# Burton Cartel forward lean



## Rufus (Nov 7, 2008)

I have two pairs of Cartels, one from 2008 and one from 09, they both have a small window on the highback above the knob. There is a red mark on the screw that indicates the forward lean setting. I have mine set on 2.


----------



## clubmyke (Jan 21, 2010)

the forward lean is quite useful. It allows for the highback to press into the back of your lower calf to gives really good feedback.


----------



## Guest (Feb 17, 2010)

OK, I think I will just try them at 1 and see what its like. Also the top strap can be moved to 3 different positions. Right now it is in the middle position, would the top position (higher on the boot) be better for freeride? or should I just try them in the middle first


----------



## Mr.

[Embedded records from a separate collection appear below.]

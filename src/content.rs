// src/content.rs
//! `ContentItem`: one fetched record (a repository or a post) as a loose JSON map.
//!
//! Sources disagree on field names and shapes, so items stay schemaless and the
//! pipeline only reads the handful of fields it needs through typed accessors.

use serde::{Deserialize, Serialize};
use serde_json::{Map, Value};

/// Field written by the relevance scorer.
pub const RELEVANCE_SCORE: &str = "relevance_score";
/// Field consulted by the popularity and balanced ranking strategies.
pub const POPULARITY_SCORE: &str = "popularity_score";

#[derive(Debug, Clone, Default, PartialEq, Serialize, Deserialize)]
#[serde(transparent)]
pub struct ContentItem(Map<String, Value>);

impl ContentItem {
    pub fn new() -> Self {
        Self(Map::new())
    }

    /// Builder-style insert, handy for clients and tests.
    pub fn with(mut self, key: &str, value: impl Into<Value>) -> Self {
        self.0.insert(key.to_string(), value.into());
        self
    }

    pub fn get(&self, key: &str) -> Option<&Value> {
        self.0.get(key)
    }

    pub fn insert(&mut self, key: &str, value: impl Into<Value>) {
        self.0.insert(key.to_string(), value.into());
    }

    /// String field, or `None` when absent / not a string.
    pub fn str_field(&self, key: &str) -> Option<&str> {
        self.0.get(key).and_then(Value::as_str)
    }

    /// Numeric field as f64. Numeric strings are accepted; anything else is `None`.
    pub fn f64_field(&self, key: &str) -> Option<f64> {
        match self.0.get(key)? {
            Value::Number(n) => n.as_f64(),
            Value::String(s) => s.trim().parse::<f64>().ok(),
            _ => None,
        }
    }

    /// Numeric field with the "absent counts as zero" rule used by ranking.
    pub fn score(&self, key: &str) -> f64 {
        self.f64_field(key).unwrap_or(0.0)
    }

    /// Stores a float. Non-finite values are not representable in JSON and become 0.0.
    pub fn set_f64(&mut self, key: &str, value: f64) {
        let v = if value.is_finite() { value } else { 0.0 };
        self.0.insert(key.to_string(), Value::from(v));
    }

    pub fn relevance_score(&self) -> f64 {
        self.score(RELEVANCE_SCORE)
    }

    pub fn popularity_score(&self) -> f64 {
        self.score(POPULARITY_SCORE)
    }

    /// Identity used for deduplication: the `id` field rendered as a string.
    pub fn identity(&self) -> Option<String> {
        match self.0.get("id")? {
            Value::String(s) => Some(s.clone()),
            Value::Number(n) => Some(n.to_string()),
            _ => None,
        }
    }

    /// `title` for posts, `name` for repositories.
    pub fn display_title(&self) -> &str {
        self.str_field("title")
            .or_else(|| self.str_field("name"))
            .unwrap_or("N/A")
    }

    pub fn as_map(&self) -> &Map<String, Value> {
        &self.0
    }
}

impl From<Map<String, Value>> for ContentItem {
    fn from(map: Map<String, Value>) -> Self {
        Self(map)
    }
}
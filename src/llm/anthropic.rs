// src/llm/anthropic.rs
use anyhow::{Context, Result};
use async_trait::async_trait;
use serde::{Deserialize, Serialize};

use super::{ChatMessage, CompletionOptions, LanguageModel};
use crate::sources::http_client;

const DEFAULT_BASE_URL: &str = "https://api.anthropic.com/v1";
const API_VERSION: &str = "2023-06-01";

/// Anthropic Messages API provider.
pub struct AnthropicProvider {
    http: reqwest::Client,
    api_key: String,
    model: String,
    base_url: String,
}

impl AnthropicProvider {
    pub fn new(api_key: String, model: &str, base_url: Option<&str>) -> Result<Self> {
        Ok(Self {
            http: http_client()?,
            api_key,
            model: model.to_string(),
            base_url: base_url.unwrap_or(DEFAULT_BASE_URL).to_string(),
        })
    }
}

#[derive(Serialize)]
struct Msg<'a> {
    role: &'a str,
    content: &'a str,
}

#[derive(Serialize)]
struct Req<'a> {
    model: &'a str,
    max_tokens: u32,
    temperature: f32,
    #[serde(skip_serializing_if = "Option::is_none")]
    system: Option<String>,
    messages: Vec<Msg<'a>>,
}

#[derive(Deserialize)]
struct Resp {
    content: Vec<Block>,
}
#[derive(Deserialize)]
struct Block {
    #[serde(rename = "type")]
    kind: String,
    #[serde(default)]
    text: Option<String>,
}

/// System prompts travel in a separate field; everything else stays in order.
fn split_system(messages: &[ChatMessage]) -> (Option<String>, Vec<Msg<'_>>) {
    let mut system: Vec<&str> = Vec::new();
    let mut rest = Vec::with_capacity(messages.len());
    for m in messages {
        if m.role == "system" {
            system.push(&m.content);
        } else {
            rest.push(Msg {
                role: &m.role,
                content: &m.content,
            });
        }
    }
    let system = (!system.is_empty()).then(|| system.join("\n\n"));
    (system, rest)
}

#[async_trait]
impl LanguageModel for AnthropicProvider {
    async fn complete(&self, messages: &[ChatMessage], opts: CompletionOptions) -> Result<String> {
        let (mut system, msgs) = split_system(messages);
        if opts.json {
            // No response_format switch on this API; ask for it in the system prompt.
            let hint = "Respond with a single JSON object and nothing else.";
            system = Some(match system {
                Some(s) => format!("{s}\n\n{hint}"),
                None => hint.to_string(),
            });
        }
        let req = Req {
            model: &self.model,
            max_tokens: opts.max_tokens,
            temperature: opts.temperature,
            system,
            messages: msgs,
        };

        let url = format!("{}/messages", self.base_url.trim_end_matches('/'));
        let resp = self
            .http
            .post(url)
            .header("x-api-key", &self.api_key)
            .header("anthropic-version", API_VERSION)
            .json(&req)
            .send()
            .await
            .context("anthropic request")?;

        let status = resp.status();
        if !status.is_success() {
            let body = resp.text().await.unwrap_or_default();
            anyhow::bail!("anthropic returned {status}: {}", body.chars().take(200).collect::<String>());
        }
        let body: Resp = resp.json().await.context("decoding anthropic response")?;
        let text = body
            .content
            .into_iter()
            .filter(|b| b.kind == "text")
            .filter_map(|b| b.text)
            .collect::<Vec<_>>()
            .join("");
        Ok(text)
    }

    fn name(&self) -> &'static str {
        "anthropic"
    }
}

Polonia (Apr 5, 2009)

cell1122 said:


> OK, I think I will just try them at 1 and see what its like. Also the top strap can be moved to 3 different positions. Right now it is in the middle position, would the top position (higher on the boot) be better for freeride? or should I just try them in the middle first



the upper most setting is for speed and stability like in free riding,

the middle is for all mtn use

the lower one is for flexibilty, such as for freestyle. i usually keep all my bindings in the middle position. its the best of both worlds


----------



## Guest (Feb 17, 2010)

Thanks again. I just have to try them and see what feels good. I just havent been able to go riding so I am just obsessing ...ha


----------